A rainha, emocionada, pegou as mãos do fauno, que começara a dançar:
— Ó Mestre Tumnus, meu querido, você salvou a vida de todos nós!
— O príncipe nos perseguirá — falou outro cavalheiro, cujo nome Shasta não ouvira.
— Isso pouco me assusta — replicou Edmundo. — Vi os navios que possuem: nem grandes, nem rápidos. Até gostaria que nos seguissem. O Esplendor Hialino pode pôr a pique tudo o que o príncipe mandar em nosso encalço... Se é que conseguiriam alcançar-nos.
Disse o corvo:
— Majestade, seria impossível ouvir melhor plano do que esse, mesmo que ficássemos reunidos durante uma semana. E agora, como dizemos nós, as aves, primeiro os ninhos, depois os ovos. Quer dizer, vamos comer e depois tratar dos nossos interesses.
As portas foram abertas e, com os nobres e as criaturas postados de cada lado, o rei e a rainha saíram. Shasta matutava no que faria, quando o Sr. Tumnus lhe disse:
— Fique aí deitado, Alteza, que lhe trarei um banquetezinho em alguns instantes. Não precisa se incomodar até a hora do embarque.
Jogando a cabeça de novo contra as almofadas, Shasta ficou pensando na encrenca em que se metera. Jamais lhe ocorria contar para os narnianos a verdade toda e pedir auxílio. Tendo sido criado por um homem duro, enraizara-se no hábito de nunca dizer nada espontaneamente para as pessoas adultas: achava que estas sempre atrapalhavam o que estava desejando. E pensava que mesmo que o rei de Nárnia tratasse bem os cavalos, por serem cavalos falantes de Nárnia, teria ódio de Aravis, que era uma calormana; poderia vendê-la como escrava ou enviá-la de volta aos pais. Quanto a ele, jamais teria agora a coragem de confessar-lhes a verdade: “Ouvi todos os planos. Se soubessem que não sou um deles, não me deixariam sair vivo desta casa. Teriam medo da minha traição. É claro que me matariam. E é o que vai acontecer se o verdadeiro Corin reaparecer.”
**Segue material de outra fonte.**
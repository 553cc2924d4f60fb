//! Assistant update merger
//!
//! A conversational assistant proposes partial category updates. Each patch
//! is validated on its own and either applied whole or dropped with a note;
//! a single bad patch never blocks the others. Once any patch is accepted,
//! percentages are renormalized globally: patched shares hold still and the
//! rest absorb the difference.
//!
//! An estimated cost from the assistant is a quote under the current
//! preferences. The category's preference multiplier is divided out before
//! its share is derived, so re-running the same preferences later leaves
//! the quote where it is.

use serde::{Deserialize, Serialize};
use tracing::{debug, warn};

use crate::error::BudgetResult;
use crate::models::{BudgetCategory, BudgetData, CalculatedBudget, CategoryId, Money, Percentage, Priority};

use super::rebalance::{rebalance_categories, Rebalance};

/// Prefix of the rationale notes written for the latest proposal
pub const ASSISTANT_NOTE_PREFIX: &str = "Assistant: ";

/// A partial update to one category, addressed by id
#[derive(Debug, Clone, Default, PartialEq, Serialize, Deserialize)]
#[serde(rename_all = "camelCase")]
pub struct CategoryPatch {
    /// Raw id as proposed; validated against the live ledger on apply
    pub id: String,
    #[serde(default, skip_serializing_if = "Option::is_none")]
    pub name: Option<String>,
    #[serde(default, skip_serializing_if = "Option::is_none")]
    pub percentage: Option<Percentage>,
    #[serde(default, skip_serializing_if = "Option::is_none")]
    pub estimated_cost: Option<Money>,
    #[serde(default, skip_serializing_if = "Option::is_none")]
    pub actual_cost: Option<Money>,
    #[serde(default, skip_serializing_if = "Option::is_none")]
    pub priority: Option<Priority>,
    #[serde(default, skip_serializing_if = "Option::is_none")]
    pub rationale: Option<String>,
    #[serde(default, skip_serializing_if = "Option::is_none")]
    pub notes: Option<String>,
}

impl CategoryPatch {
    /// Start a patch for a category id
    pub fn for_id(id: impl Into<String>) -> Self {
        Self {
            id: id.into(),
            ..Default::default()
        }
    }

    /// Builder: set the proposed share
    pub fn with_percentage(mut self, percentage: Percentage) -> Self {
        self.percentage = Some(percentage);
        self
    }

    /// Builder: set the proposed estimated cost
    pub fn with_estimated_cost(mut self, cost: Money) -> Self {
        self.estimated_cost = Some(cost);
        self
    }

    /// Builder: set the proposed actual cost
    pub fn with_actual_cost(mut self, cost: Money) -> Self {
        self.actual_cost = Some(cost);
        self
    }

    /// Whether this patch moves the category's share
    fn changes_share(&self) -> bool {
        self.percentage.is_some() || self.estimated_cost.is_some()
    }
}

/// Who said a line in the conversation
#[derive(Debug, Clone, Copy, PartialEq, Eq, Serialize, Deserialize)]
#[serde(rename_all = "lowercase")]
pub enum ChatRole {
    User,
    Assistant,
}

/// One line of conversation history
#[derive(Debug, Clone, PartialEq, Eq, Serialize, Deserialize)]
pub struct ChatTurn {
    pub role: ChatRole,
    pub content: String,
}

impl ChatTurn {
    pub fn user(content: impl Into<String>) -> Self {
        Self {
            role: ChatRole::User,
            content: content.into(),
        }
    }

    pub fn assistant(content: impl Into<String>) -> Self {
        Self {
            role: ChatRole::Assistant,
            content: content.into(),
        }
    }
}

/// What the assistant sent back
#[derive(Debug, Clone, Default, PartialEq, Serialize, Deserialize)]
pub struct AssistantReply {
    /// Text for the user; the engine never reads it
    #[serde(default)]
    pub reply: String,
    #[serde(default, skip_serializing_if = "Option::is_none")]
    pub patches: Option<Vec<CategoryPatch>>,
}

/// External conversational component that proposes category updates
pub trait AssistantGateway {
    /// Answer a message given the current snapshot and the conversation so far
    fn propose(
        &self,
        message: &str,
        current: &BudgetData,
        history: &[ChatTurn],
    ) -> BudgetResult<AssistantReply>;
}

/// Outcome of merging one proposal
#[derive(Debug, Clone, PartialEq)]
pub struct MergeReport {
    /// Ids whose patch was applied, in patch order
    pub applied: Vec<CategoryId>,
    /// Raw ids whose patch was dropped
    pub dropped: Vec<String>,
    /// Notes appended to the rationale
    pub warnings: Vec<String>,
    pub rebalance: Rebalance,
}

impl MergeReport {
    /// Check if anything was applied
    pub fn changed(&self) -> bool {
        !self.applied.is_empty()
    }
}

/// Validates and applies assistant patches
#[derive(Debug, Clone, Copy, Default)]
pub struct AssistantUpdateMerger;

impl AssistantUpdateMerger {
    /// Merge a proposal into `current`
    ///
    /// Patch ids are checked against `current`, so callers must pass the
    /// live state rather than whatever was sent to the assistant. Warnings
    /// are appended to `rationale.notes` of the returned budget, replacing
    /// the notes of the previous proposal.
    pub fn merge_proposal(
        current: &CalculatedBudget,
        proposal: &[CategoryPatch],
        total_budget: Money,
    ) -> (CalculatedBudget, MergeReport) {
        let mut budget = current.clone();
        let mut locked = vec![false; budget.categories.len()];
        let mut report = MergeReport {
            applied: Vec::new(),
            dropped: Vec::new(),
            warnings: Vec::new(),
            rebalance: Rebalance::Unchanged,
        };

        for patch in proposal {
            let position = CategoryId::parse(&patch.id)
                .ok()
                .and_then(|id| budget.position(&id).map(|i| (id, i)));

            let Some((id, index)) = position else {
                warn!(id = %patch.id, "Dropping assistant update for unknown category");
                report.dropped.push(patch.id.clone());
                report.warnings.push(format!(
                    "Ignored update for unknown category '{}'.",
                    patch.id
                ));
                continue;
            };

            match Self::apply_patch(&budget.categories[index], patch, total_budget) {
                Ok((updated, mut warnings)) => {
                    debug!(category = %id, "Accepted assistant update");
                    budget.categories[index] = updated;
                    locked[index] |= patch.changes_share();
                    report.applied.push(id);
                    report.warnings.append(&mut warnings);
                }
                Err(reason) => {
                    warn!(category = %id, reason = %reason, "Rejecting assistant update");
                    report.dropped.push(patch.id.clone());
                    report.warnings.push(format!(
                        "Rejected update for '{}': {}.",
                        id, reason
                    ));
                }
            }
        }

        let mut notes = Vec::new();
        if report.changed() {
            report.rebalance = rebalance_categories(&mut budget.categories, &locked, total_budget);
            notes.extend(report.rebalance.describe());
        }
        notes.extend(report.warnings.iter().cloned());

        if !proposal.is_empty() {
            let rationale = &mut budget.rationale.notes;
            rationale.retain(|n| !n.starts_with(ASSISTANT_NOTE_PREFIX));
            rationale.extend(notes.into_iter().map(|n| format!("{}{}", ASSISTANT_NOTE_PREFIX, n)));
        }

        (budget, report)
    }

    /// Apply one patch to a copy of the category, or explain why not
    fn apply_patch(
        category: &BudgetCategory,
        patch: &CategoryPatch,
        total_budget: Money,
    ) -> Result<(BudgetCategory, Vec<String>), String> {
        let mut updated = category.clone();
        let mut warnings = Vec::new();

        if let Some(name) = &patch.name {
            let name = name.trim();
            if name.is_empty() {
                return Err("the name cannot be empty".into());
            }
            updated.name = name.to_string();
        }

        if let Some(percentage) = patch.percentage {
            if percentage.is_negative() || percentage > Percentage::HUNDRED {
                return Err(format!("share {} is outside 0-100%", percentage));
            }
        }

        if let Some(actual) = patch.actual_cost {
            if actual.is_negative() {
                return Err(format!("actual cost {} is negative", actual));
            }
            if actual > Money::MAX_INPUT {
                return Err(format!("actual cost {} is too large", actual));
            }
            updated.set_actual_cost(actual);
        }

        if let Some(mut estimate) = patch.estimated_cost {
            if estimate.is_negative() {
                warnings.push(format!(
                    "Clamped negative estimated cost for '{}' ({}) to {}.",
                    category.id,
                    estimate,
                    Money::zero()
                ));
                estimate = Money::zero();
            }
            if estimate > total_budget {
                return Err(format!(
                    "estimated cost {} exceeds the total budget of {}",
                    estimate, total_budget
                ));
            }
            updated.set_quoted_estimate(estimate);
            updated.percentage = updated.unadjusted_cost().max(Money::zero()).share_of(total_budget);
        } else if let Some(percentage) = patch.percentage {
            updated.rescale_to(percentage, total_budget);
        }

        if let Some(priority) = patch.priority {
            updated.priority = priority;
        }
        if let Some(rationale) = &patch.rationale {
            updated.rationale = rationale.clone();
        }
        if let Some(notes) = &patch.notes {
            updated.notes = Some(notes.clone()).filter(|n| !n.trim().is_empty());
        }

        updated.validate().map_err(|e| e.to_string())?;
        Ok((updated, warnings))
    }
}

#[cfg(test)]
mod tests {
    use super::*;
    use crate::models::{BudgetRationale, DayOfWeek};
    use crate::services::rebalance::verify_categories;

    fn total() -> Money {
        Money::from_units(40_000)
    }

    fn budget() -> CalculatedBudget {
        CalculatedBudget {
            categories: [("Venue", 5000), ("Catering", 3000), ("Flowers", 2000)]
                .iter()
                .map(|&(name, bp)| {
                    let pct = Percentage::from_basis_points(bp);
                    BudgetCategory::named(name, pct)
                        .with_estimated_cost(Money::percentage_of(total(), pct))
                })
                .collect(),
            rationale: BudgetRationale {
                total_budget: "Total budget of $40000.00".into(),
                location_factor: 1.0,
                seasonal_factor: 1.0,
                notes: Vec::new(),
            },
            day_of_week: DayOfWeek::Saturday,
            adjusted_factors: None,
        }
    }

    fn cat<'a>(budget: &'a CalculatedBudget, id: &str) -> &'a BudgetCategory {
        budget.category(&CategoryId::parse(id).unwrap()).unwrap()
    }

    #[test]
    fn test_unknown_id_is_dropped_and_others_applied() {
        let patches = vec![
            CategoryPatch::for_id("parking").with_estimated_cost(Money::from_units(500)),
            CategoryPatch::for_id("flowers").with_estimated_cost(Money::from_units(4_000)),
        ];

        let (merged, report) = AssistantUpdateMerger::merge_proposal(&budget(), &patches, total());

        assert_eq!(report.dropped, vec!["parking".to_string()]);
        assert_eq!(report.applied.len(), 1);
        assert!(merged
            .rationale
            .notes
            .iter()
            .any(|n| n == "Assistant: Ignored update for unknown category 'parking'."));
        assert_eq!(cat(&merged, "flowers").estimated_cost(), Money::from_units(4_000));
        assert_eq!(cat(&merged, "flowers").percentage, Percentage::from_percent(10.0));
        assert_eq!(merged.total_percentage(), Percentage::HUNDRED);
        assert!(verify_categories(&merged.categories).is_ok());
    }

    #[test]
    fn test_patched_share_holds_and_others_absorb() {
        let patches = vec![CategoryPatch::for_id("venue").with_percentage(Percentage::from_percent(60.0))];
        let (merged, report) = AssistantUpdateMerger::merge_proposal(&budget(), &patches, total());

        assert_eq!(cat(&merged, "venue").percentage, Percentage::from_percent(60.0));
        assert_eq!(cat(&merged, "venue").estimated_cost(), Money::from_units(24_000));
        // 30/20 split of the remaining 40%
        assert_eq!(cat(&merged, "catering").percentage, Percentage::from_percent(24.0));
        assert_eq!(cat(&merged, "flowers").percentage, Percentage::from_percent(16.0));
        assert!(matches!(report.rebalance, Rebalance::Absorbed { .. }));
    }

    #[test]
    fn test_negative_estimate_is_clamped() {
        let patches = vec![CategoryPatch::for_id("flowers").with_estimated_cost(Money::from_units(-300))];
        let (merged, report) = AssistantUpdateMerger::merge_proposal(&budget(), &patches, total());

        assert_eq!(cat(&merged, "flowers").estimated_cost(), Money::zero());
        assert_eq!(cat(&merged, "flowers").percentage, Percentage::zero());
        assert!(report.warnings.iter().any(|w| w.starts_with("Clamped negative")));
        assert_eq!(merged.total_percentage(), Percentage::HUNDRED);
    }

    #[test]
    fn test_bad_patch_is_rejected_whole() {
        let mut patch = CategoryPatch::for_id("catering")
            .with_estimated_cost(Money::from_units(9_000))
            .with_actual_cost(Money::from_units(-5));
        patch.name = Some("Food".into());

        let (merged, report) = AssistantUpdateMerger::merge_proposal(&budget(), &[patch], total());

        assert_eq!(report.dropped, vec!["catering".to_string()]);
        assert_eq!(cat(&merged, "catering").name, "Catering");
        assert_eq!(cat(&merged, "catering").estimated_cost(), Money::from_units(12_000));
        assert_eq!(report.rebalance, Rebalance::Unchanged);
    }

    #[test]
    fn test_out_of_range_share_rejected() {
        let patches = vec![CategoryPatch::for_id("venue").with_percentage(Percentage::from_percent(140.0))];
        let (merged, report) = AssistantUpdateMerger::merge_proposal(&budget(), &patches, total());
        assert!(!report.changed());
        assert_eq!(merged.categories, budget().categories);
    }

    #[test]
    fn test_empty_proposal_is_noop() {
        let (merged, report) = AssistantUpdateMerger::merge_proposal(&budget(), &[], total());
        assert_eq!(merged, budget());
        assert!(!report.changed());
    }

    #[test]
    fn test_patch_deserializes_from_assistant_json() {
        let json = r#"{
            "reply": "Moved some money into flowers.",
            "patches": [
                {"id": "flowers", "estimatedCost": 500000, "notes": "Peonies"},
                {"id": "Not A Slug!", "percentage": 5}
            ]
        }"#;
        let reply: AssistantReply = serde_json::from_str(json).unwrap();
        let patches = reply.patches.unwrap();
        assert_eq!(patches[0].estimated_cost, Some(Money::from_units(5_000)));
        assert_eq!(patches[1].percentage, Some(Percentage::from_percent(5.0)));

        let (merged, report) = AssistantUpdateMerger::merge_proposal(&budget(), &patches, total());
        assert_eq!(report.dropped, vec!["Not A Slug!".to_string()]);
        assert_eq!(cat(&merged, "flowers").notes.as_deref(), Some("Peonies"));
    }
}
Shasta ignorava como as pessoas nobres e livres procedem. “Que vou fazer?” E percebeu que o homenzinho-bode vinha de volta.
O fauno entrou, meio dançando, com uma bandeja quase do tamanho dele. Depositou-a numa mesinha ao lado do divã, sentando-se no chão atapetado com as pernas de bode cruzadas.
— Agora, coma direitinho. Será a sua última refeição em Tashbaan.
Era uma boa comida à maneira calormana. Não sei se você teria ou não gostado, mas Shasta gostou. Havia lagosta, salada, uma ave chamada narceja toda recheada de amêndoas e trufas, e um prato muito complicado feito de fígado de galinha, arroz, passas, nozes, além de melão cru, frutas silvestres e tudo de bom que se pode fazer com o gelo. E havia até um pouquinho do vinho que se chama “branco”, apesar de ser de fato amarelado.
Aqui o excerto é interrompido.